Instructions for the task
Retype the whole listing exactly.

Records
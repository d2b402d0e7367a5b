// SPDX-License-Identifier: AGPL-3.0-or-later
//
// Copyright (C) 2026 Relational Network

//! Wire codec for signed tokens.
//!
//! A token is `base64url(timestamp_be[4] ‖ compact_signature)`. The first
//! four bytes are the signed message; everything after them is signature
//! material. Encoding emits padded base64url; decoding also accepts the
//! unpadded form some clients produce.

use base64ct::{Base64Url, Base64UrlUnpadded, Encoding};

use super::AuthError;

/// Length of the big-endian unix timestamp prefix.
pub const TIMESTAMP_LEN: usize = 4;

/// A decoded token: timestamp bytes plus the raw signature that covers them.
#[derive(Debug, Clone, PartialEq, Eq)]
pub struct RawToken {
    pub timestamp_bytes: [u8; TIMESTAMP_LEN],
    pub signature: Vec<u8>,
}

impl RawToken {
    /// Build a token from a unix timestamp (seconds) and signature bytes.
    pub fn new(timestamp: u32, signature: Vec<u8>) -> Self {
        Self {
            timestamp_bytes: timestamp.to_be_bytes(),
            signature,
        }
    }

    /// The signed timestamp, in unix seconds.
    pub fn timestamp(&self) -> u32 {
        u32::from_be_bytes(self.timestamp_bytes)
    }
}

/// Decode a transport token into its timestamp and signature parts.
///
/// # Errors
/// `AuthError::MalformedToken` if the input is not base64url or is shorter
/// than the timestamp prefix.
pub fn decode(token: &str) -> Result<RawToken, AuthError> {
    let bytes = Base64Url::decode_vec(token)
        .or_else(|_| Base64UrlUnpadded::decode_vec(token))
        .map_err(|_| AuthError::MalformedToken)?;

    if bytes.len() < TIMESTAMP_LEN {
        return Err(AuthError::MalformedToken);
    }

    let (ts, sig) = bytes.split_at(TIMESTAMP_LEN);
    let mut timestamp_bytes = [0u8; TIMESTAMP_LEN];
    timestamp_bytes.copy_from_slice(ts);

    Ok(RawToken {
        timestamp_bytes,
        signature: sig.to_vec(),
    })
}

/// Encode timestamp and signature bytes into a transport token.
pub fn encode(timestamp_bytes: &[u8; TIMESTAMP_LEN], signature: &[u8]) -> String {
    let mut bytes = Vec::with_capacity(TIMESTAMP_LEN + signature.len());
    bytes.extend_from_slice(timestamp_bytes);
    bytes.extend_from_slice(signature);
    Base64Url::encode_string(&bytes)
}

impl std::fmt::Display for RawToken {
    fn fmt(&self, f: &mut std::fmt::Formatter<'_>) -> std::fmt::Result {
        f.write_str(&encode(&self.timestamp_bytes, &self.signature))
    }
}

#[cfg(test)]
mod tests {
    use super::*;
    use base64::{
        engine::general_purpose::{URL_SAFE, URL_SAFE_NO_PAD},
        Engine,
    };

    #[test]
    fn splits_timestamp_from_signature() {
        let token = encode(&1_700_000_000u32.to_be_bytes(), &[7u8; 65]);
        let raw = decode(&token).unwrap();
        assert_eq!(raw.timestamp(), 1_700_000_000);
        assert_eq!(raw.signature, vec![7u8; 65]);
    }

    #[test]
    fn matches_padded_url_safe_alphabet() {
        let mut bytes = 1_234_567u32.to_be_bytes().to_vec();
        bytes.extend_from_slice(&[0xfb, 0xff, 0xfe]);
        let expected = URL_SAFE.encode(&bytes);

        let raw = RawToken::new(1_234_567, vec![0xfb, 0xff, 0xfe]);
        assert_eq!(raw.to_string(), expected);
    }

    #[test]
    fn accepts_unpadded_input() {
        let mut bytes = 42u32.to_be_bytes().to_vec();
        bytes.push(0xaa);
        let unpadded = URL_SAFE_NO_PAD.encode(&bytes);

        let raw = decode(&unpadded).unwrap();
        assert_eq!(raw.timestamp(), 42);
        assert_eq!(raw.signature, vec![0xaa]);
    }

    #[test]
    fn bare_timestamp_has_empty_signature() {
        let token = URL_SAFE.encode(9u32.to_be_bytes());
        let raw = decode(&token).unwrap();
        assert_eq!(raw.timestamp(), 9);
        assert!(raw.signature.is_empty());
    }

    #[test]
    fn rejects_short_input() {
        let token = URL_SAFE.encode([1u8, 2, 3]);
        assert_eq!(decode(&token), Err(AuthError::MalformedToken));
        assert_eq!(decode(""), Err(AuthError::MalformedToken));
    }

    #[test]
    fn rejects_non_base64url() {
        assert_eq!(decode("not base64!"), Err(AuthError::MalformedToken));
        // standard alphabet characters are not url-safe
        assert_eq!(decode("ab+/cd=="), Err(AuthError::MalformedToken));
    }
}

Problem solution
repository d2b402d0e7367a5b
// SPDX-License-Identifier: AGPL-3.0-or-later
//
// Copyright (C) 2026 Relational Network

//! Wire codec for signed tokens.
//!
//! A token is `base64url(timestamp_be[4] ‖ compact_signature)`. The first
//! four bytes are the signed message; everything after them is signature
//! material. Encoding emits padded base64url; decoding also accepts the
//! unpadded form some clients produce.

use base64ct::{Base64Url, Base64UrlUnpadded, Encoding};

use super::AuthError;

/// Length of the big-endian unix timestamp prefix.
pub const TIMESTAMP_LEN: usize = 4;

/// A decoded token: timestamp bytes plus the raw signature that covers them.
#[derive(Debug, Clone, PartialEq, Eq)]
pub struct RawToken {
    pub timestamp_bytes: [u8; TIMESTAMP_LEN],
    pub signature: Vec<u8>,
}

impl RawToken {
    /// Build a token from a unix timestamp (seconds) and signature bytes.
    pub fn new(timestamp: u32, signature: Vec<u8>) -> Self {
        Self {
            timestamp_bytes: timestamp.to_be_bytes(),
            signature,
        }
    }

    /// The signed timestamp, in unix seconds.
    pub fn timestamp(&self) -> u32 {
        u32::from_be_bytes(self.timestamp_bytes)
    }
}

/// Decode a transport token into its timestamp and signature parts.
///
/// # Errors
/// `AuthError::MalformedToken` if the input is not base64url or is shorter
/// than the timestamp prefix.
pub fn decode(token: &str) -> Result<RawToken, AuthError> {
    let bytes = Base64Url::decode_vec(token)
        .or_else(|_| Base64UrlUnpadded::decode_vec(token))
        .map_err(|_| AuthError::MalformedToken)?;

    if bytes.len() < TIMESTAMP_LEN {
        return Err(AuthError::MalformedToken);
    }

    let (ts, sig) = bytes.split_at(TIMESTAMP_LEN);
    let mut timestamp_bytes = [0u8; TIMESTAMP_LEN];
    timestamp_bytes.copy_from_slice(ts);

    Ok(RawToken {
        timestamp_bytes,
        signature: sig.to_vec(),
    })
}

/// Encode timestamp and signature bytes into a transport token.
pub fn encode(timestamp_bytes: &[u8; TIMESTAMP_LEN], signature: &[u8]) -> String {
    let mut bytes = Vec::with_capacity(TIMESTAMP_LEN + signature.len());
    bytes.extend_from_slice(timestamp_bytes);
    bytes.extend_from_slice(signature);
    Base64Url::encode_string(&bytes)
}

impl std::fmt::Display for RawToken {
    fn fmt(&self, f: &mut std::fmt::Formatter<'_>) -> std::fmt::Result {
        f.write_str(&encode(&self.timestamp_bytes, &self.signature))
    }
}

#[cfg(test)]
mod tests {
    use super::*;
    use base64::{
        engine::general_purpose::{URL_SAFE, URL_SAFE_NO_PAD},
        Engine,
    };

    #[test]
    fn splits_timestamp_from_signature() {
        let token = encode(&1_700_000_000u32.to_be_bytes(), &[7u8; 65]);
        let raw = decode(&token).unwrap();
        assert_eq!(raw.timestamp(), 1_700_000_000);
        assert_eq!(raw.signature, vec![7u8; 65]);
    }

    #[test]
    fn matches_padded_url_safe_alphabet() {
        let mut bytes = 1_234_567u32.to_be_bytes().to_vec();
        bytes.extend_from_slice(&[0xfb, 0xff, 0xfe]);
        let expected = URL_SAFE.encode(&bytes);

        let raw = RawToken::new(1_234_567, vec![0xfb, 0xff, 0xfe]);
        assert_eq!(raw.to_string(), expected);
    }

    #[test]
    fn accepts_unpadded_input() {
        let mut bytes = 42u32.to_be_bytes().to_vec();
        bytes.push(0xaa);
        let unpadded = URL_SAFE_NO_PAD.encode(&bytes);

        let raw = decode(&unpadded).unwrap();
        assert_eq!(raw.timestamp(), 42);
        assert_eq!(raw.signature, vec![0xaa]);
    }

    #[test]
    fn bare_timestamp_has_empty_signature() {
        let token = URL_SAFE.encode(9u32.to_be_bytes());
        let raw = decode(&token).unwrap();
        assert_eq!(raw.timestamp(), 9);
        assert!(raw.signature.is_empty());
    }

    #[test]
    fn rejects_short_input() {
        let token = URL_SAFE.encode([1u8, 2, 3]);
        assert_eq!(decode(&token), Err(AuthError::MalformedToken));
        assert_eq!(decode(""), Err(AuthError::MalformedToken));
    }

    #[test]
    fn rejects_non_base64url() {
        assert_eq!(decode("not base64!"), Err(AuthError::MalformedToken));
        // standard alphabet characters are not url-safe
        assert_eq!(decode("ab+/cd=="), Err(AuthError::MalformedToken));
    }
}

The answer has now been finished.